Minnesota sues GoodLeap, Sunlight, Mosaic and Dividend over dealer fees


The Attorney General (AG) of Minnesota is taking legal action against GoodLeap, Sunlight Financial, Solar Mosaic and Dividend Solar Finance for allegedly inflating the cost of residential solar projects during financing. These finance companies are accused of selling over $200 million worth of residential solar projects from 2017 through 2023, inflating them by approximately $35 million by concealing fees within the financing agreements.

The state is seeking an injunction to halt these practices, along with the proper finance charge disclosures, refunds to affected consumers, and the payment of civil penalties.

Sunlight Financial filed for bankruptcy last year after continuing to offer low-interest rate loans despite rising interest rates.

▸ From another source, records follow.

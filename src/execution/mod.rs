pub mod executor;
pub mod persistence;
pub mod types;
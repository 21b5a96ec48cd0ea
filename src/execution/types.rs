use chrono::{DateTime, NaiveDate, Utc};
use serde::{Deserialize, Serialize};

/// Append-only ledger entry for a placed stake. Never mutated after
/// creation; settlement appends an outcome record instead of rewriting.
#[derive(Debug, Clone, Serialize, Deserialize)]
pub struct TradeRecord {
    pub id: Option<i64>,
    pub station: String,
    pub event_day: NaiveDate,
    pub settlement_id: String,
    pub price_id: String,
    pub price: f64,
    pub stake: f64,
    pub edge: f64,
    pub executed_at: DateTime<Utc>,
    pub mode: ExecutionMode,
}

#[derive(Debug, Clone, Copy, PartialEq, Eq, Serialize, Deserialize)]
#[serde(rename_all = "lowercase")]
pub enum ExecutionMode {
    Paper,
    Live,
    Backtest,
}

impl std::fmt::Display for ExecutionMode {
    fn fmt(&self, f: &mut std::fmt::Formatter<'_>) -> std::fmt::Result {
        match self {
            ExecutionMode::Paper => write!(f, "paper"),
            ExecutionMode::Live => write!(f, "live"),
            ExecutionMode::Backtest => write!(f, "backtest"),
        }
    }
}

/// Settlement result appended to a trade once the day's high is known.
#[derive(Debug, Clone, Serialize, Deserialize)]
pub struct TradeOutcome {
    pub trade_id: i64,
    pub won: bool,
    pub pnl: f64,
    pub resolved_at: DateTime<Utc>,
}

The complaint summarizes the allegations: “Defendants deceive consumers by charging a hidden and costly upfront fee that they add into the stated price of each financed system while falsely telling consumers that the inflated price only reflects the system’s cost rather than financing.”

Key allegations include:

  • Concealment of the upfront fee from consumers.
  • Omission of the fee in sales proposals and finance cost disclosures.
  • Prohibition of Minnesota solar companies from identifying and explaining the fee in their marketing and when offering alternative payment options. Finance companies are also alleged to have pressured solar companies to raise their cash prices to align with their financed prices.

The key aspect of the sales included very low interest rates combined with incentives based on the project price, making loan payments competitive with electricity rates. The instant loan approval, zero cash down, and minimal paperwork requirements allowed residential contractors to quickly facilitate high sales volumes.

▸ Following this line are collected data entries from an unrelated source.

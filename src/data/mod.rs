pub mod forecast_api;
pub mod market_api;
pub mod observations;
pub mod sources;
pub mod types;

Some have compared the streamlined loan process to the ‘no doc’ mortgages of the 2000s subprime housing crisis.

For some customers who did not scrutinize the fine print, the expected electricity savings were negated. The inflated loan amounts meant homeowners received higher tax credits, which needed to be applied to their bills. For those who did not follow through, or were ineligible for the full tax credit, the loan payments increased significantly. This happened after 18 months when the loan re-amortized at a higher amount that included the tax credit.

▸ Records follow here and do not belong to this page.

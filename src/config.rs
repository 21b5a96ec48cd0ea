use anyhow::{Context, Result};
use serde::Deserialize;
use std::fs;

use crate::engine::backtest::BacktestConfig;
use crate::execution::executor::PaperConfig;
use crate::execution::types::ExecutionMode;
use crate::strategies::sizing::{CapConfig, CostConfig};

#[derive(Debug, Clone, Deserialize)]
pub struct Config {
    pub system: SystemConfig,
    pub engine: EngineConfig,
    pub costs: CostConfig,
    pub caps: CapConfig,
    pub backtest: BacktestConfig,
    #[serde(default)]
    pub paper: PaperConfig,
    pub monitoring: MonitoringConfig,
}

#[derive(Debug, Clone, Deserialize)]
pub struct SystemConfig {
    pub database_path: String,
    pub rules_path: String,
    pub execution_mode: ExecutionMode,
}

#[derive(Debug, Clone, Deserialize)]
pub struct EngineConfig {
    pub interval_secs: u64,
    pub lookahead_days: u32,
    pub max_concurrent_tasks: usize,
    pub task_timeout_secs: u64,
    pub forecast_hours: u32,
    pub trend_window_minutes: u32,
}

#[derive(Debug, Clone, Deserialize)]
pub struct MonitoringConfig {
    pub csv_logging: bool,
    pub csv_log_path: String,
}

impl Config {
    pub fn load(path: &str) -> Result<Self> {
        let contents = fs::read_to_string(path)
            .with_context(|| format!("Failed to read config file: {}", path))?;
        let config: Config = toml::from_str(&contents)
            .with_context(|| format!("Failed to parse config file: {}", path))?;
        config.validate()?;
        Ok(config)
    }

    fn validate(&self) -> Result<()> {
        if self.engine.task_timeout_secs >= self.engine.interval_secs {
            anyhow::bail!(
                "task_timeout_secs ({}) must be shorter than interval_secs ({})",
                self.engine.task_timeout_secs,
                self.engine.interval_secs
            );
        }
        if self.caps.kelly_cap <= 0.0 || self.caps.kelly_cap > 1.0 {
            anyhow::bail!("kelly_cap must be in (0, 1]");
        }
        if self.caps.bankroll_usd <= 0.0 {
            anyhow::bail!("bankroll_usd must be positive");
        }
        Ok(())
    }
}

/// API base URLs, overridable via environment. These never reach the core
/// components; they only configure the collaborator clients.
#[derive(Debug, Clone)]
pub struct EnvConfig {
    pub forecast_base_url: String,
    pub market_base_url: String,
    pub observation_base_url: String,
}

impl EnvConfig {
    pub fn load() -> Self {
        dotenv::dotenv().ok();
        Self {
            forecast_base_url: std::env::var("FORECAST_BASE_URL")
                .unwrap_or_else(|_| "https://api.open-meteo.com".to_string()),
            market_base_url: std::env::var("MARKET_BASE_URL")
                .unwrap_or_else(|_| "https://api.bracketmarkets.example".to_string()),
            observation_base_url: std::env::var("OBSERVATION_BASE_URL")
                .unwrap_or_else(|_| "https://api.weather.gov".to_string()),
        }
    }
}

The upfront dealer fees varied between 10% and 30%, with some as high as 36% of the project, according to the AG. Over 5,000 individual systems were financed by the four companies during the period under review.

However, the four companies being sued did not make the loans; instead, they provided their financial tools to various local sales and installation companies. Notable among these were “All Energy Solar (2,311 sales financed by Defendants), Everlight Solar (1,742 sales financed by Defendants), Avolta Power (493 sales financed by Defendants), and Sun Badger Solar (307 sales financed by Defendants).”

The filing from the AG detailed the volume of loans made by each defendant:

  • From 2018 through 2023, GoodLeap made at least $33,045,208.68 in loans to 853 Minnesota consumers. GoodLeap’s average fee is 19.32% of each loan. The average amount charged to consumers and added to their loan balance is $7,552.19. GoodLeap has charged at least $6,442,014.47 in fees on Minnesota consumers between 2017 and 2023.
  • From 2017 through 2023, Sunlight Financial made at least $75,077,388.11 in loans to 2,162 Minnesota consumers.  Sunlight Financial’s average upfront fee is 21.4% of each Minnesota consumer’s loan amount. The average amount charged to Minnesota consumers and added to their balance is $6,285.79. Sunlight Financial has charged a total of at least $13,589,869.31 in upfront fees to Minnesota consumers between 2017 and 2023.
  • From 2019 through 2023, Solar Mosaic made at least $85,477,542.01 in loans to 2,147 Minnesota consumers. Solar Mosaic’s average upfront fee is 17.6% of each consumer’s loan amount. The average amount charged to consumers and added to their loan balance is $5,842.59. Solar Mosaic has charged a total of at least $12,666,727.44 in upfront fees to Minnesota consumers between 2017 and 2023.
  • Through 2023, Dividend made at least $14,104,831 in loans to 257 Minnesota consumers. The average amount of Dividend’s upfront fee is 18.8% of each borrower’s loan amount (including a small number of loans with 0% fees). The average amount charged to borrowers and added to their loan balance is $9,041.69. Dividend has charged a total of at least $2,323,714.32 in upfront fees to Minnesota consumers.

The market’s finance dynamics have shifted significantly due to these loans. Following prolonged low interest rates after the Great Recession in 2008, these companies expanded their market share against cash and third-party ownership in the United States.

According to Zoë Gaston, Principal Analyst of U.S. Distributed Solar at Wood Mackenzie Renewables & Power, the loan segment, after peaking in 2022 at nearly 70%, market share fell by 6% in 2023 and is expected to decline further in 2024. Gaston noted that, “the segment will start to recover in 2025 but will not gain market share until 2027, when it starts growing faster than the overall residential solar market.”

Wood Mackenzie forecasts that third-party ownership will fill the gap left by long-term loan products, achieving a 41% market share by 2026.